Bewährungsstrafe

Marihuana auf dem Dachboden angebaut

RECKLINGHAUSEN - Ein 49-jähriger Recklinghäuser ist am Amtsgericht zu einer eineinhalbjährigen Haftstrafe auf Bewährung sowie einer Zahlung von 1000 Euro an den Verein "Leben ohne Gewalt" verurteilt worden. Der Mann hatte auf einem Dachboden eine Marihuana-Plantage angelegt - und war aufgeflogen.

Im Osten der Stadt hatten Drogenfahnder vor einem Jahr rund 80 Pflanzen sowie Setzlinge und Dünger aufgespürt. Außerdem gab es eine Beleuchtungsanlage und eine Vorrichtung zum Trocknen. Trotzdem wollten die Richter nicht von einem Profi-Anbauer reden. Der Angeklagte will die Plantage eigentlich nur angelegt haben, um seine Halswirbelschmerzen zu kurieren. Ein Arzt hatte ihm sogar schriftlich attestiert, dass THC in seinem Fall hilfreich sein kann.

„Ich habe deshalb geguckt, dass ich mich selber versorge“, erklärte der 49-Jährige im Prozess. Dass es sich ausschließlich um Drogen für Eigenkonsum gehandelt hat, wollte der Angeklagte allerdings nicht behaupten. Vor Gericht gab er unumwunden zu, dass er auch einen Teil seiner Ernte an Freunde und Bekannte verkauft hat.

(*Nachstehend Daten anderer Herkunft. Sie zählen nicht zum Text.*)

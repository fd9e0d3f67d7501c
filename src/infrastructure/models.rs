use diesel::prelude::*;

use crate::domain::customer::{Customer, CustomerUpdate, CustomerView};
use crate::schema::dim_customer;

#[derive(Debug, Clone, Queryable, Selectable)]
#[diesel(table_name = dim_customer)]
#[diesel(check_for_backend(diesel::pg::Pg))]
pub struct CustomerRow {
    pub customer_key: i32,
    pub first_name: String,
    pub last_name: String,
    pub gender: Option<String>,
}

impl From<CustomerRow> for Customer {
    fn from(row: CustomerRow) -> Self {
        Customer {
            customer_key: row.customer_key,
            first_name: row.first_name,
            last_name: row.last_name,
            gender: row.gender,
        }
    }
}

/// Column subset loaded for list pages.
#[derive(Debug, Clone, Queryable, Selectable)]
#[diesel(table_name = dim_customer)]
#[diesel(check_for_backend(diesel::pg::Pg))]
pub struct CustomerSummaryRow {
    pub first_name: String,
    pub last_name: String,
    pub gender: Option<String>,
}

impl From<CustomerSummaryRow> for CustomerView {
    fn from(row: CustomerSummaryRow) -> Self {
        CustomerView {
            first_name: row.first_name,
            last_name: row.last_name,
            gender: row.gender,
        }
    }
}

/// Every mutable column is written; a `None` gender clears the stored value.
#[derive(Debug, AsChangeset)]
#[diesel(table_name = dim_customer)]
#[diesel(treat_none_as_null = true)]
pub struct CustomerChangeset<'a> {
    pub first_name: &'a str,
    pub last_name: &'a str,
    pub gender: Option<&'a str>,
}

impl<'a> From<&'a CustomerUpdate> for CustomerChangeset<'a> {
    fn from(update: &'a CustomerUpdate) -> Self {
        CustomerChangeset {
            first_name: &update.first_name,
            last_name: &update.last_name,
            gender: update.gender.as_deref(),
        }
    }
}

/// Customers are provisioned outside this service; only test fixtures insert.
#[cfg(test)]
#[derive(Debug, Insertable)]
#[diesel(table_name = dim_customer)]
pub struct NewCustomerRow {
    pub customer_key: i32,
    pub first_name: String,
    pub last_name: String,
    pub gender: Option<String>,
}

#[cfg(test)]
impl From<Customer> for NewCustomerRow {
    fn from(c: Customer) -> Self {
        NewCustomerRow {
            customer_key: c.customer_key,
            first_name: c.first_name,
            last_name: c.last_name,
            gender: c.gender,
        }
    }
}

Nach einer wilden Jugendzeit mit rund 20 Vorstrafen ist der Angeklagte inzwischen ruhig geworden. Er ist als Künstler selbstständig. Die Richter sprachen am Ende von einem ungewöhnlichen Fall. „Der Angeklagte hat die Plantage nicht angelegt, um reich zu werden und viele Menschen zu versorgen“, hieß es im Urteil.